La visita all’Archivio della Famiglia, della Corte e dello Stato austriaco (Haus-, Hof- und Staatsarchiv) ovvero un viaggio nella memoria d’Europa
Una delle tante opportunità che l’organizzazione del Congresso ha messo a disposizione è stata quella delle “professional visits”, cioè visite presso i più importanti archivi e istituti culturali della città di Vienna. Personalmente ho avuto il piacere di partecipare a quella presso l’Archivio della Famiglia, della Corte e dello Stato (Haus-, Hof- und Staatsarchiv).
Situato al n° 1 di Minoritenplatz, nel pieno centro di Vienna, a due passi dal Palazzo imperiale, l’AFCS rappresenta il nucleo della memoria storica austriaca e non.

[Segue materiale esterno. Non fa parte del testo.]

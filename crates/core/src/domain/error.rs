// Domain Error Types

use thiserror::Error;

#[derive(Error, Debug, Clone, PartialEq, Eq)]
pub enum DomainError {
    #[error("{0}")]
    Validation(String),

    #[error("Invalid execution state transition: {from} -> {to}")]
    InvalidStateTransition { from: String, to: String },
}

pub type Result<T> = std::result::Result<T, DomainError>;
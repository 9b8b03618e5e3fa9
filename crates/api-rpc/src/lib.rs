//! JSON-RPC API Layer
//!
//! Implements the JSON-RPC 2.0 server for CmdVault: catalog methods plus
//! WebSocket subscriptions that stream execution output.

pub mod error;
pub mod handler;
pub mod server;
pub mod types;

pub use server::{RpcServer, RpcServerConfig};
pub use jsonrpsee::server::ServerHandle;
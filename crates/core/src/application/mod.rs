// Application Layer - Use Cases and Business Logic

pub mod broadcaster;
pub mod launcher;
pub mod registry;

// Re-exports
pub use broadcaster::{ExecutionLog, LogBroadcaster, LogSubscription, DEFAULT_SUBSCRIBER_CAPACITY};
pub use launcher::{validate_working_dir, ExecutionHandle, ProcessLauncher};
pub use registry::{AddCommandRequest, CommandRegistry, UpdateCommandRequest};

Già da una prima veloce disamina generale del patrimonio archivistico ci si può ben rendere conto che l’importanza di questo archivio va al di là del confine austriaco e investe gran parte dell’Europa. È questa l’impressione ai miei occhi più evidente che questo archivio mi ha dato.
Il Sacro Romano Impero della Nazione Tedesca e l’Impero asburgico sono state entità politiche e apparati amministrativi presenti in tante regioni europee e che hanno intrattenuto rapporti diplomatici con tutta l’Europa. Le serie della corrispondenza diplomatica nei paesi stranieri e i documenti della Cancelleria statale e del Ministro degli Affari Esteri sono testimoni della posizione di primo piano che lo Stato asburgico occupava all’intero dell’intricato sistema di relazioni internazionali a partire dall’inizio del XVI sec. fino al 1918/20. Non è stato un caso che curiosando tra i depositi dell’archivio mi sia imbattuto in faldoni che riportavano nelle loro segnature nomi di luoghi quali Napoli, Toscana, Lucca, Paesi Bassi etc...

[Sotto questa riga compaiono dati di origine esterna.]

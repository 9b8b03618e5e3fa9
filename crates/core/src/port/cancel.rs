// Execution Cancellation Token

use tokio::sync::watch;

/// Cancellation signal observed by a running command
#[derive(Clone)]
pub struct CancelToken {
    rx: watch::Receiver<bool>,
}

impl CancelToken {
    /// Check if cancellation was requested
    pub fn is_cancelled(&self) -> bool {
        *self.rx.borrow()
    }

    /// Wait for the cancellation signal
    ///
    /// Pends forever if the sender is dropped without cancelling, so it can sit
    /// in a `select!` next to the process without ending it early.
    pub async fn cancelled(&mut self) {
        if self.rx.wait_for(|cancelled| *cancelled).await.is_err() {
            std::future::pending::<()>().await;
        }
    }
}

/// Cancellation sender, held by the execution handle
#[derive(Clone)]
pub struct CancelSender {
    tx: std::sync::Arc<watch::Sender<bool>>,
}

impl CancelSender {
    /// Request cancellation; returns false if it was already requested
    pub fn cancel(&self) -> bool {
        self.tx.send_if_modified(|cancelled| {
            let first = !*cancelled;
            *cancelled = true;
            first
        })
    }

    pub fn is_cancelled(&self) -> bool {
        *self.tx.borrow()
    }
}

/// Create a cancellation channel
pub fn cancel_channel() -> (CancelSender, CancelToken) {
    let (tx, rx) = watch::channel(false);
    (
        CancelSender {
            tx: std::sync::Arc::new(tx),
        },
        CancelToken { rx },
    )
}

Se poi si considera che la dinastia degli Asburgo, più di ogni altra, ha fatto dei matrimoni il suo migliore strumento di politica estera, allora diventa più chiaro come questo istituto culturale conservi una memoria storica sovranazionale.
Ma se importante è conoscere le dinamiche politiche degli Asburgo che l’archivio famigliare ci suggerisce, altrettanto importanti sono le informazioni di carattere meramente privato. La serie dei “Messaggi privati” , per esempio, ci consente una visione della casa regnante più intima, che va oltre l’affascinante ma fredda diplomazia o le convenzioni di etichetta. Si tratta di documenti testimoni delle esigenze di tutti i giorni e delle emotività di una famiglia attraversata da glorie e drammi. E non è da molto tempo che queste fonti storiche siano state considerate degne di un’attenzione storiografica.
Il più antico documento conservato è un diploma di Ludovico il Pio del 816, che costituisce uno dei “pezzi forti” del Museo annesso all’Archivio. Quest’ultimo, ben allestito e particolarmente ricco, conserva diplomi imperiali, sigilli e documenti particolari che hanno reso ancora più affascinante questo viaggio nella storia austriaca e non solo.